PROBLEM TO SOLVE:
Take from the records below each line that holds "derive".

Stored data entries:
'''

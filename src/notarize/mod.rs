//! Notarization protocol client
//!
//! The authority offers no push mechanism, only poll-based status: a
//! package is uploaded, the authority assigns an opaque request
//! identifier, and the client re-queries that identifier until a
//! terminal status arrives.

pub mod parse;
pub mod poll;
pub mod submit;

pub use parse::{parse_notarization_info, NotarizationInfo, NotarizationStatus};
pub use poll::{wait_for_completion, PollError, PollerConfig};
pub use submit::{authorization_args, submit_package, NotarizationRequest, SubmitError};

'''
'''

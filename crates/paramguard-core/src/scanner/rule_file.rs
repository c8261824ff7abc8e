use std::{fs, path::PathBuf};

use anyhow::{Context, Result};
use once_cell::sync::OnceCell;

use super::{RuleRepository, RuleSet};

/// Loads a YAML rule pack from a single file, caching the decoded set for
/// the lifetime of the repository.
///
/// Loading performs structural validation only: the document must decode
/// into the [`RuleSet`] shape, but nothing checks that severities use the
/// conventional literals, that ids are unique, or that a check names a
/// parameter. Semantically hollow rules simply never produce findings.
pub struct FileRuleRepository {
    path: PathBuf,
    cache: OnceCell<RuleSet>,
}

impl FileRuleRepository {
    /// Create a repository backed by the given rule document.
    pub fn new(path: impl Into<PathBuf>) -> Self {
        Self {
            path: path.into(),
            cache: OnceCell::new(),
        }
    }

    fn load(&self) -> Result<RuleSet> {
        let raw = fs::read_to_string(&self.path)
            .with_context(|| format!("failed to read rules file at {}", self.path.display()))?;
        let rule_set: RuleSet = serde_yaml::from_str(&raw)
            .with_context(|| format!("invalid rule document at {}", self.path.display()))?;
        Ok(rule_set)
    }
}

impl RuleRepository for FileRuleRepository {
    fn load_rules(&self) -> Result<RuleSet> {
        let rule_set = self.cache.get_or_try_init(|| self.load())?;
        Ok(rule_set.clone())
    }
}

'''
'''

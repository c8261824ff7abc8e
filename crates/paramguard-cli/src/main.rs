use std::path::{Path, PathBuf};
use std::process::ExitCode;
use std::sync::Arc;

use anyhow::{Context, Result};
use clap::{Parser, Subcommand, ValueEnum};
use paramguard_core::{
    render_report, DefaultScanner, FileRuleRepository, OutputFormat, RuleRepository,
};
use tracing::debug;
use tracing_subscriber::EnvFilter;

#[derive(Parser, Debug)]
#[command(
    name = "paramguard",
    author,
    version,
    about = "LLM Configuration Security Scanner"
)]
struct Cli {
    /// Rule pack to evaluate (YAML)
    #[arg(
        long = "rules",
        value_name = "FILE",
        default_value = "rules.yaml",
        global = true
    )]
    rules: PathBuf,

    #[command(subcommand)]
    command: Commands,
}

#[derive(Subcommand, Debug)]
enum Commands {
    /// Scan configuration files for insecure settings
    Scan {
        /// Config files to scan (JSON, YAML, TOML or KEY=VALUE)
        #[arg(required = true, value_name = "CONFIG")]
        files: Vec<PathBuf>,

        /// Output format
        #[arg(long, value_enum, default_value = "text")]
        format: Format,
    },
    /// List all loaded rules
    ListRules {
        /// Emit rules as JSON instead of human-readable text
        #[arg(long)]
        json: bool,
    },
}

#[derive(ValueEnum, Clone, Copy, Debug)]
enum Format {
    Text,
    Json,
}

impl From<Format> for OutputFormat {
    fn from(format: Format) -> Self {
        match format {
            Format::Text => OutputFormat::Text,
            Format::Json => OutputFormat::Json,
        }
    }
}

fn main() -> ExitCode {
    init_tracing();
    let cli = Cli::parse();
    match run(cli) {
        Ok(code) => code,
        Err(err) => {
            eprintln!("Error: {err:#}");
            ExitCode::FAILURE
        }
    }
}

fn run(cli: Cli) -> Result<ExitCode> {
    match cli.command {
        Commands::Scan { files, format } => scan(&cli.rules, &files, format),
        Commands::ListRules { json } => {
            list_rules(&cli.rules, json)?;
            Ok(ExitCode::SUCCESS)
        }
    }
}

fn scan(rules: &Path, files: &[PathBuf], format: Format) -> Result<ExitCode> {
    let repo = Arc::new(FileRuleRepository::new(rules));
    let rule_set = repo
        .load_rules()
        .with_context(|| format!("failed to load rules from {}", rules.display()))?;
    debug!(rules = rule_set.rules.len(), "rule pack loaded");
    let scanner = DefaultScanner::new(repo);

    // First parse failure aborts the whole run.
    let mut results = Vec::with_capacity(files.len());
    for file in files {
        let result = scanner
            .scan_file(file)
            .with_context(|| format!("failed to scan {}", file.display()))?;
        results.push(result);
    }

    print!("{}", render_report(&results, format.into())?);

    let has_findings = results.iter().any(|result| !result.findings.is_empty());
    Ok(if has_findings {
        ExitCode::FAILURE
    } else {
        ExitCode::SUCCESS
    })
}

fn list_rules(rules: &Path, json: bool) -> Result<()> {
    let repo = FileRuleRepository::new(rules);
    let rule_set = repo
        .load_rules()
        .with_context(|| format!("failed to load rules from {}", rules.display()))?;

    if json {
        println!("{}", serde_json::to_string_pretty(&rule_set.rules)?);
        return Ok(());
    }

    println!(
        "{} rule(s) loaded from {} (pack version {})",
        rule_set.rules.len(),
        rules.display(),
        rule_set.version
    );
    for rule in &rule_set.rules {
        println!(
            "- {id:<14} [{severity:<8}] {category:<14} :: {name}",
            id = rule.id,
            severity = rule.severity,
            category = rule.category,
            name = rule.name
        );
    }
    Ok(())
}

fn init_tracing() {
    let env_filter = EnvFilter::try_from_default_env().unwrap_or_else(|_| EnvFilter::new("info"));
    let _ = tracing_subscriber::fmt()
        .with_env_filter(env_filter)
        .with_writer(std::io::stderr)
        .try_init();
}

'''

THE COMPLETED TASK:
#[derive(Parser, Debug)]
#[derive(Subcommand, Debug)]
#[derive(ValueEnum, Clone, Copy, Debug)]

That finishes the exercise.